Task goal>
Look through the records that follow and state how many lines hold the word "queued", without adding anything.
....................
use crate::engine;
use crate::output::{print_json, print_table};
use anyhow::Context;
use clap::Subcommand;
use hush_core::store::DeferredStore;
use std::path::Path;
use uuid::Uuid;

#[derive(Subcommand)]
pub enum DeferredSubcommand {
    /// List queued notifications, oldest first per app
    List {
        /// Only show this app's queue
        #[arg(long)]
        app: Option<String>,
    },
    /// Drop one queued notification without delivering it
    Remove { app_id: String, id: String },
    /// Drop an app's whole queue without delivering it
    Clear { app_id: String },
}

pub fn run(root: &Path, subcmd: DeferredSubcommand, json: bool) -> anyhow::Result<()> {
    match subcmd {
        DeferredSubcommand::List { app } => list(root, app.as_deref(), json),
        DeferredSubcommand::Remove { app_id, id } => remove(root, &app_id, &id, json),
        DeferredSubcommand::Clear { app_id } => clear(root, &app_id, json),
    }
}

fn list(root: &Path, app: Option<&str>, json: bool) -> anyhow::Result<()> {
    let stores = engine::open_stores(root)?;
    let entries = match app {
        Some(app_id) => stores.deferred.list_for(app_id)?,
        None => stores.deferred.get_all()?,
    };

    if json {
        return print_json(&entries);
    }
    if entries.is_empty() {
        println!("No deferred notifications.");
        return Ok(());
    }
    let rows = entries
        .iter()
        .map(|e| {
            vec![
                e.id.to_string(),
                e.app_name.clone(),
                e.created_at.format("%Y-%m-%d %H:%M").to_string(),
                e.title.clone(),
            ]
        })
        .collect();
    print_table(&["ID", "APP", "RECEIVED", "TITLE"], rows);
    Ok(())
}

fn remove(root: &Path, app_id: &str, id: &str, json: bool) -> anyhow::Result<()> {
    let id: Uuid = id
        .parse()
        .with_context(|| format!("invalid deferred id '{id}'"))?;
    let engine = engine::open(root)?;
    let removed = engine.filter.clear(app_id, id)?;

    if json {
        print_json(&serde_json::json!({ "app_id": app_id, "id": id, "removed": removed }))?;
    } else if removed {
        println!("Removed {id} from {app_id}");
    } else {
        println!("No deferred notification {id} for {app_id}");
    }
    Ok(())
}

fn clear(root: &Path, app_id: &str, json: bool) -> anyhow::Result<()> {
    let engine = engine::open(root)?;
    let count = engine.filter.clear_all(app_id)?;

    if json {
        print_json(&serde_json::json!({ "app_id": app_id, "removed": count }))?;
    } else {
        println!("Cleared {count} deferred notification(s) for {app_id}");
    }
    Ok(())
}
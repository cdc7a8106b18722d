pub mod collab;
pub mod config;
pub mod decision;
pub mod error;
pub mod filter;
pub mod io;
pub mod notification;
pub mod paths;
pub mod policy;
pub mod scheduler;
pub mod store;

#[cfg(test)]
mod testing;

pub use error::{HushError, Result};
....................
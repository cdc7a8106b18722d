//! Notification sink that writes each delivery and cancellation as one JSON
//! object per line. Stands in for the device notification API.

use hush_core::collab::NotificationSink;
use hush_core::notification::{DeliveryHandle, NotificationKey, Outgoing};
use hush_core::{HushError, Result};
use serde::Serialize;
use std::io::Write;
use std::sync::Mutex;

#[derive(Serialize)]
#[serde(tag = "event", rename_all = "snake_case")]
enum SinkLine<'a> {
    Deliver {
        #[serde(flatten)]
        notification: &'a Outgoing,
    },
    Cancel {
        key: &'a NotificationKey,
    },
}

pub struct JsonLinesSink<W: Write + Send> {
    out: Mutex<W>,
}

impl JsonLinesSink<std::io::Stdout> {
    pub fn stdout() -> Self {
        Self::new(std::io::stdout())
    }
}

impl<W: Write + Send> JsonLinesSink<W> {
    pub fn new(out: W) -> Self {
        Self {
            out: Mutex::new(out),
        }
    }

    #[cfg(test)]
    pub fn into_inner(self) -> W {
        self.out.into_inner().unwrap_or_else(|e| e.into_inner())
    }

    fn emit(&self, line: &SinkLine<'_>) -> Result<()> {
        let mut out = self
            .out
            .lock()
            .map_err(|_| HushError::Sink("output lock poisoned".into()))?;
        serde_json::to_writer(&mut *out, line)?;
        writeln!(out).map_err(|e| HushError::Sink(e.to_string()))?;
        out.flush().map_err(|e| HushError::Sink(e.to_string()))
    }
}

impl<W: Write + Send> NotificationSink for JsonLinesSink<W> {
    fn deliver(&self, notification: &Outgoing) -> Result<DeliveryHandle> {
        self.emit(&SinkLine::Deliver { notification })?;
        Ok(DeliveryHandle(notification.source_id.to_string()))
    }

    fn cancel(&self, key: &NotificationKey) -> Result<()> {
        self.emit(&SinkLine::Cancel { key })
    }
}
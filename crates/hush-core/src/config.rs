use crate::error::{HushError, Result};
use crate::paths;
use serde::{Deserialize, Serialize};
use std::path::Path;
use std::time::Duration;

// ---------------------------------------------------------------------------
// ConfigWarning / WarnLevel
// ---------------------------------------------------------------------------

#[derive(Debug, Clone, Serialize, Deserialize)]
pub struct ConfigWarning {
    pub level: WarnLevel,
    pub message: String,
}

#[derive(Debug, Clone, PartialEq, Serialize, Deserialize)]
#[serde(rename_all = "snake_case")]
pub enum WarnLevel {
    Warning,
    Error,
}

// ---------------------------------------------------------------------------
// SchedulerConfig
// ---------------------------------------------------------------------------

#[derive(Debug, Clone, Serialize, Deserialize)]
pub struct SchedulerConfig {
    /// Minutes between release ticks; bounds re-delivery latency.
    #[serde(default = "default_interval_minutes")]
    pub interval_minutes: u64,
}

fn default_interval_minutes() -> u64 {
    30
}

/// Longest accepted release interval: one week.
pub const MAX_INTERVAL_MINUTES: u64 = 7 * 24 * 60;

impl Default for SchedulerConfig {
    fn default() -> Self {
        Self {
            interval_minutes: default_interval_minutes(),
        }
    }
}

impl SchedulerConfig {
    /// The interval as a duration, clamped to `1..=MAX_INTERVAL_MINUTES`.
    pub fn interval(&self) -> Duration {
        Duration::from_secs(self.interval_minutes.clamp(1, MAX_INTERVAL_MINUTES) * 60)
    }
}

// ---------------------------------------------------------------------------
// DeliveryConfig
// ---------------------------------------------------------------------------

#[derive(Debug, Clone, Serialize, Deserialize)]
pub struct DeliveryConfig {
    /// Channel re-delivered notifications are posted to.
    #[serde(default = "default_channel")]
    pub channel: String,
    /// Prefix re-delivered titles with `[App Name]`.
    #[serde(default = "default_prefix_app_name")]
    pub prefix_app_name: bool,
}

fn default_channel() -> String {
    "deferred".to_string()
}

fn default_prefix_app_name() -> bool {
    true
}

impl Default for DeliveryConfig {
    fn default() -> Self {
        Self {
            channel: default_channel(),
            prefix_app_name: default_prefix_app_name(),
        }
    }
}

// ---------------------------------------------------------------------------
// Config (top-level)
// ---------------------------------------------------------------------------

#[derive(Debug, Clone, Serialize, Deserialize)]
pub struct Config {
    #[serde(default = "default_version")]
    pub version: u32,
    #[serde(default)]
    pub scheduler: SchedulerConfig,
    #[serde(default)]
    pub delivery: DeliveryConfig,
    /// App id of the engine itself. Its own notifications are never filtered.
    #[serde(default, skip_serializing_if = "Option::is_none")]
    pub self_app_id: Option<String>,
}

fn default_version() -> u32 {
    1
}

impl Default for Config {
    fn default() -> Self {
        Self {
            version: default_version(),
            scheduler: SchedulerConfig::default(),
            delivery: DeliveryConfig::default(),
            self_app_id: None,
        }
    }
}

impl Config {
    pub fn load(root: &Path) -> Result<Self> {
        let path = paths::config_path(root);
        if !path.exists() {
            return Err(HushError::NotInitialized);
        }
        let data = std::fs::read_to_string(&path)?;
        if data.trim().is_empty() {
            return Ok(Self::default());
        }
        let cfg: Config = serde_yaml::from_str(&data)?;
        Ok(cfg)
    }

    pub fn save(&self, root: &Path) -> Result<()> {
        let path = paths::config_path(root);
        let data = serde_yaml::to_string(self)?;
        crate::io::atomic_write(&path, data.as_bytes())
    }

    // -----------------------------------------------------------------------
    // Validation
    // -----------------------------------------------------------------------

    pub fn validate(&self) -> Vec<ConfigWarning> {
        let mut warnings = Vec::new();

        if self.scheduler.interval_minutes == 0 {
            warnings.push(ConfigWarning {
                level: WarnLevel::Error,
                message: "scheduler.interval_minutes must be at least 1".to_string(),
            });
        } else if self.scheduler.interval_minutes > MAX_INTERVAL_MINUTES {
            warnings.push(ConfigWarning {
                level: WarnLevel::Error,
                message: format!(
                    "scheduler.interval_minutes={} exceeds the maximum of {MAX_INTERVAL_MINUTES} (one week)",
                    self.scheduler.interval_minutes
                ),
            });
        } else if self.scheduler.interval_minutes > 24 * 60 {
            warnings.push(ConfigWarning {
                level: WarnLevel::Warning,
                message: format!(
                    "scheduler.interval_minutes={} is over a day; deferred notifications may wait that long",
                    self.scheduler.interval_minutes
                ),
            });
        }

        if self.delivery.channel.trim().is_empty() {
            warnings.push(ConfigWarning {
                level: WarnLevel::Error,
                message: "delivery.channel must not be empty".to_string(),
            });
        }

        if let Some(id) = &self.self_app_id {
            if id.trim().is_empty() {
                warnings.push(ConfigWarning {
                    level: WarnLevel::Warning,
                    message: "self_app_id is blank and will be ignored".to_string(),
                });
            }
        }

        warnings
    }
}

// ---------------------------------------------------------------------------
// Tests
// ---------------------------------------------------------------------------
....................
Answer for the task>
2